Genetic sequencing of the jawbone shows that six to nine percent of the man's genome came from Neanderthals, more than any other human sequenced to date, and the only case of interbreeding between humans and Neanderthals in Europe so far known to science.
The researchers hope the finding will shed light on the process of the disappearance of Neanderthals, which is estimated to have occurred between 45,000 and 35,000 years ago, when humans spread across Europe.
"We hope that DNA from other human fossils that predate the extinction of Neanderthals will help reconstruct the interactions between Neanderthals and modern humans in even more detail," said Mateja Hajdinjak, another researcher who worked on the study.
"It may be that he was part of an early migration of modern humans to Europe that interacted closely with Neanderthals but eventually became extinct."

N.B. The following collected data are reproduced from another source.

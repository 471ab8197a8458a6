//! Stream synchronization.
//!
//! For every catalog stream, in catalog order: resolve its table
//! specification, honor the stream's selection, emit the current state and the
//! stream schema, then hand the stream to a [`StreamExtractor`]. The extractor
//! owns any further state mutation, such as advancing bookmarks.

pub mod extract;

pub use extract::FileExtractor;

use async_trait::async_trait;
use indexmap::IndexMap;
use snafu::prelude::*;
use tracing::{info, warn};

use crate::catalog::{Catalog, StreamDefinition};
use crate::config::{Config, TableSpec};
use crate::discover::do_discover;
use crate::emit;
use crate::error::{DiscoverSnafu, EmitSnafu, LoadCatalogSnafu, SyncError, TableNotFoundSnafu};
use crate::metrics::events::{StreamProcessed, StreamStatus};
use crate::protocol::MessageWriter;
use crate::state::RunState;
use crate::storage::StorageProvider;

/// Extracts the records of one stream.
#[async_trait]
pub trait StreamExtractor: Send + Sync {
    /// Emit the records of `stream` and return how many were emitted.
    ///
    /// May mutate `state`, typically to advance the stream's bookmark.
    async fn sync_stream(
        &self,
        config: &Config,
        state: &mut RunState,
        table: &TableSpec,
        stream: &StreamDefinition,
        writer: &mut dyn MessageWriter,
    ) -> Result<u64, SyncError>;
}

/// Outcome of looking up the table specification of a stream.
#[derive(Debug, Clone, Copy)]
pub enum TableResolution<'a> {
    Matched(&'a TableSpec),
    /// No table matched and `warning_if_no_files` is set.
    Skipped,
}

/// Find the table whose name plus the configured suffix is `stream_id`.
///
/// No match is an error unless `warning_if_no_files` is set.
pub fn resolve_table<'a>(
    config: &'a Config,
    stream_id: &str,
) -> Result<TableResolution<'a>, SyncError> {
    match config.table_for_stream(stream_id) {
        Some(table) => Ok(TableResolution::Matched(table)),
        None if config.warning_if_no_files => {
            warn!(stream = %stream_id, "Expected table {stream_id} not found in catalog");
            Ok(TableResolution::Skipped)
        }
        None => TableNotFoundSnafu { stream: stream_id }.fail(),
    }
}

/// Row counts of the streams synced in a run, in catalog order.
#[derive(Debug, Clone, Default, PartialEq, Eq)]
pub struct SyncSummary {
    pub rows: IndexMap<String, u64>,
}

impl SyncSummary {
    pub fn total_rows(&self) -> u64 {
        self.rows.values().sum()
    }
}

/// Synchronize every stream of `catalog`.
///
/// Unmatched (in tolerant mode) and deselected streams produce no output and
/// are absent from the summary.
pub async fn synchronize(
    config: &Config,
    catalog: &Catalog,
    state: &mut RunState,
    extractor: &dyn StreamExtractor,
    writer: &mut dyn MessageWriter,
) -> Result<SyncSummary, SyncError> {
    info!("Starting sync.");
    let mut summary = SyncSummary::default();

    for stream in &catalog.streams {
        let stream_id = stream.tap_stream_id.as_str();

        let table = match resolve_table(config, stream_id)? {
            TableResolution::Matched(table) => table,
            TableResolution::Skipped => {
                emit!(StreamProcessed {
                    status: StreamStatus::Unmatched,
                });
                continue;
            }
        };

        if !stream.is_selected() {
            info!("{stream_id}: Skipping - not selected");
            emit!(StreamProcessed {
                status: StreamStatus::Deselected,
            });
            continue;
        }

        writer.write_state(state).context(EmitSnafu)?;
        writer
            .write_schema(stream_id, &stream.schema, &stream.key_properties())
            .context(EmitSnafu)?;

        info!("{stream_id}: Starting sync");
        let rows = extractor
            .sync_stream(config, state, table, stream, writer)
            .await?;
        info!("{stream_id}: Completed sync ({rows} rows)");

        emit!(StreamProcessed {
            status: StreamStatus::Synced,
        });
        summary.rows.insert(stream_id.to_string(), rows);
    }

    info!("Done syncing.");
    Ok(summary)
}

/// Synchronize with defaults for absent inputs.
///
/// Without a catalog, discovery runs first and the catalog it persisted is
/// read back from `config.catalog_path`. Without a state, the run starts from
/// an empty one. Returns the summary and the final state.
pub async fn sync_run(
    config: &Config,
    storage: &StorageProvider,
    catalog: Option<Catalog>,
    state: Option<RunState>,
    extractor: &dyn StreamExtractor,
    writer: &mut dyn MessageWriter,
) -> Result<(SyncSummary, RunState), SyncError> {
    let catalog = match catalog {
        Some(catalog) => catalog,
        None => {
            do_discover(config, storage).await.context(DiscoverSnafu)?;
            let catalog = Catalog::load(&config.catalog_path).context(LoadCatalogSnafu)?;
            info!(
                "Successfully loaded catalog from {}",
                config.catalog_path.display()
            );
            catalog
        }
    };
    let mut state = state.unwrap_or_default();

    let summary = synchronize(config, &catalog, &mut state, extractor, writer).await?;
    Ok((summary, state))
}

#[cfg(test)]
mod tests {
    use super::*;
    use crate::protocol::{JsonLinesWriter, Message};
    use serde_json::json;
    use std::sync::Mutex;

    /// Emits no records; remembers which streams it was asked for and marks
    /// each in the state.
    #[derive(Default)]
    struct RecordingExtractor {
        calls: Mutex<Vec<(String, String)>>,
    }

    #[async_trait]
    impl StreamExtractor for RecordingExtractor {
        async fn sync_stream(
            &self,
            _config: &Config,
            state: &mut RunState,
            table: &TableSpec,
            stream: &StreamDefinition,
            _writer: &mut dyn MessageWriter,
        ) -> Result<u64, SyncError> {
            self.calls
                .lock()
                .unwrap()
                .push((stream.tap_stream_id.clone(), table.table_name.clone()));
            state.set_bookmark(&stream.tap_stream_id, "modified_since", "done");
            Ok(7)
        }
    }

    fn config(suffix: &str, tolerant: bool) -> Config {
        let mut config = Config::parse(
            r#"{"bucket": "raw-data", "start_date": "2024-01-01T00:00:00Z",
                "tables": [{"table_name": "orders", "search_pattern": "orders"}]}"#,
        )
        .unwrap();
        config.table_suffix = suffix.to_string();
        config.warning_if_no_files = tolerant;
        config
    }

    fn stream(id: &str, metadata: serde_json::Value) -> StreamDefinition {
        serde_json::from_value(json!({
            "tap_stream_id": id,
            "stream": id,
            "schema": {"type": "object", "properties": {"id": {"type": ["null", "integer"]}}},
            "metadata": metadata
        }))
        .unwrap()
    }

    fn messages(writer: JsonLinesWriter<Vec<u8>>) -> Vec<Message> {
        String::from_utf8(writer.into_inner())
            .unwrap()
            .lines()
            .map(|line| serde_json::from_str(line).unwrap())
            .collect()
    }

    #[tokio::test]
    async fn test_suffix_match_syncs_stream() {
        let config = config("_suffix", false);
        let catalog = Catalog::new(vec![stream(
            "orders_suffix",
            json!([{"breadcrumb": [], "metadata": {"table-key-properties": ["id"]}}]),
        )]);
        let extractor = RecordingExtractor::default();
        let mut writer = JsonLinesWriter::new(Vec::new());
        let mut state = RunState::new();

        let summary = synchronize(&config, &catalog, &mut state, &extractor, &mut writer)
            .await
            .unwrap();

        assert_eq!(summary.rows.get("orders_suffix"), Some(&7));
        assert_eq!(
            extractor.calls.lock().unwrap().as_slice(),
            &[("orders_suffix".to_string(), "orders".to_string())]
        );
        assert_eq!(
            state.get_bookmark("orders_suffix", "modified_since"),
            Some(&json!("done"))
        );

        let messages = messages(writer);
        assert_eq!(messages.len(), 2);
        assert!(matches!(&messages[0], Message::State { value } if value.is_empty()));
        assert!(matches!(
            &messages[1],
            Message::Schema { stream, key_properties, .. }
                if stream == "orders_suffix" && key_properties == &["id"]
        ));
    }

    #[tokio::test]
    async fn test_unmatched_stream_is_fatal() {
        let config = config("", false);
        let catalog = Catalog::new(vec![stream("orders_suffix", json!([]))]);
        let mut writer = JsonLinesWriter::new(Vec::new());

        let err = synchronize(
            &config,
            &catalog,
            &mut RunState::new(),
            &RecordingExtractor::default(),
            &mut writer,
        )
        .await
        .unwrap_err();

        assert!(matches!(err, SyncError::TableNotFound { ref stream } if stream == "orders_suffix"));
        assert_eq!(
            err.to_string(),
            "Expected table orders_suffix not found in catalog"
        );
        assert!(writer.get_ref().is_empty());
    }

    #[tokio::test]
    async fn test_unmatched_stream_skipped_when_tolerant() {
        let config = config("", true);
        let catalog = Catalog::new(vec![
            stream("orders_suffix", json!([])),
            stream("orders", json!([])),
        ]);
        let extractor = RecordingExtractor::default();
        let mut writer = JsonLinesWriter::new(Vec::new());

        let summary = synchronize(
            &config,
            &catalog,
            &mut RunState::new(),
            &extractor,
            &mut writer,
        )
        .await
        .unwrap();

        assert_eq!(summary.rows.keys().collect::<Vec<_>>(), vec!["orders"]);
        assert_eq!(extractor.calls.lock().unwrap().len(), 1);
        let messages = messages(writer);
        assert!(messages.iter().all(|m| !matches!(
            m,
            Message::Schema { stream, .. } if stream == "orders_suffix"
        )));
    }

    #[tokio::test]
    async fn test_deselected_stream_emits_nothing() {
        let config = config("", false);
        let catalog = Catalog::new(vec![stream(
            "orders",
            json!([{"breadcrumb": [], "metadata": {"selected": false}}]),
        )]);
        let extractor = RecordingExtractor::default();
        let mut writer = JsonLinesWriter::new(Vec::new());

        let summary = synchronize(
            &config,
            &catalog,
            &mut RunState::new(),
            &extractor,
            &mut writer,
        )
        .await
        .unwrap();

        assert!(summary.rows.is_empty());
        assert!(extractor.calls.lock().unwrap().is_empty());
        assert!(writer.get_ref().is_empty());
    }

    #[tokio::test]
    async fn test_missing_selection_metadata_means_selected() {
        let config = config("", false);
        let catalog = Catalog::new(vec![stream("orders", json!([]))]);
        let extractor = RecordingExtractor::default();
        let mut writer = JsonLinesWriter::new(Vec::new());

        let summary = synchronize(
            &config,
            &catalog,
            &mut RunState::new(),
            &extractor,
            &mut writer,
        )
        .await
        .unwrap();

        assert_eq!(summary.total_rows(), 7);
        assert_eq!(extractor.calls.lock().unwrap().len(), 1);
    }

    #[tokio::test]
    async fn test_state_emitted_before_each_schema() {
        let mut config = config("", false);
        config.tables.push(TableSpec::new("customers", "customers"));
        let catalog = Catalog::new(vec![stream("orders", json!([])), stream("customers", json!([]))]);
        let mut writer = JsonLinesWriter::new(Vec::new());
        let mut state = RunState::new();

        synchronize(
            &config,
            &catalog,
            &mut state,
            &RecordingExtractor::default(),
            &mut writer,
        )
        .await
        .unwrap();

        let messages = messages(writer);
        assert_eq!(messages.len(), 4);
        assert!(matches!(&messages[0], Message::State { value } if value.is_empty()));
        assert!(matches!(&messages[1], Message::Schema { stream, .. } if stream == "orders"));
        // The second STATE carries the bookmark set while syncing the first stream.
        assert!(matches!(
            &messages[2],
            Message::State { value } if value.get_bookmark("orders", "modified_since").is_some()
        ));
        assert!(matches!(&messages[3], Message::Schema { stream, .. } if stream == "customers"));
    }

    #[tokio::test]
    async fn test_sync_run_uses_supplied_inputs() {
        let dir = tempfile::TempDir::new().unwrap();
        let mut config = config("", false);
        config.bucket = dir.path().display().to_string();
        let storage = StorageProvider::for_config(&config).unwrap();
        let catalog = Catalog::new(vec![stream("orders", json!([]))]);
        let mut initial = RunState::new();
        initial.set_bookmark("orders", "modified_since", "before");
        let mut writer = JsonLinesWriter::new(Vec::new());

        let (summary, state) = sync_run(
            &config,
            &storage,
            Some(catalog),
            Some(initial),
            &RecordingExtractor::default(),
            &mut writer,
        )
        .await
        .unwrap();

        assert_eq!(summary.total_rows(), 7);
        assert_eq!(
            state.get_bookmark("orders", "modified_since"),
            Some(&json!("done"))
        );
        let messages = messages(writer);
        assert!(matches!(
            &messages[0],
            Message::State { value } if value.get_bookmark("orders", "modified_since") == Some(&json!("before"))
        ));
    }
}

The human remains used for the study was found in 2002 in the Peștera cu Oase site in southwestern Romania, but advances in DNA testing have only recently allowed scientists to analyze the jawbone completely. Earlier analyses have shown that the morphology of the jawbone "is generally modern but some aspects are consistent with Neanderthal ancestry."
According to genetic comparisons of modern humans and Neanderthals, the latter, who were present since before 300,000 years ago, contributed around one to three percent of the DNA of modern people living in Eurasia today.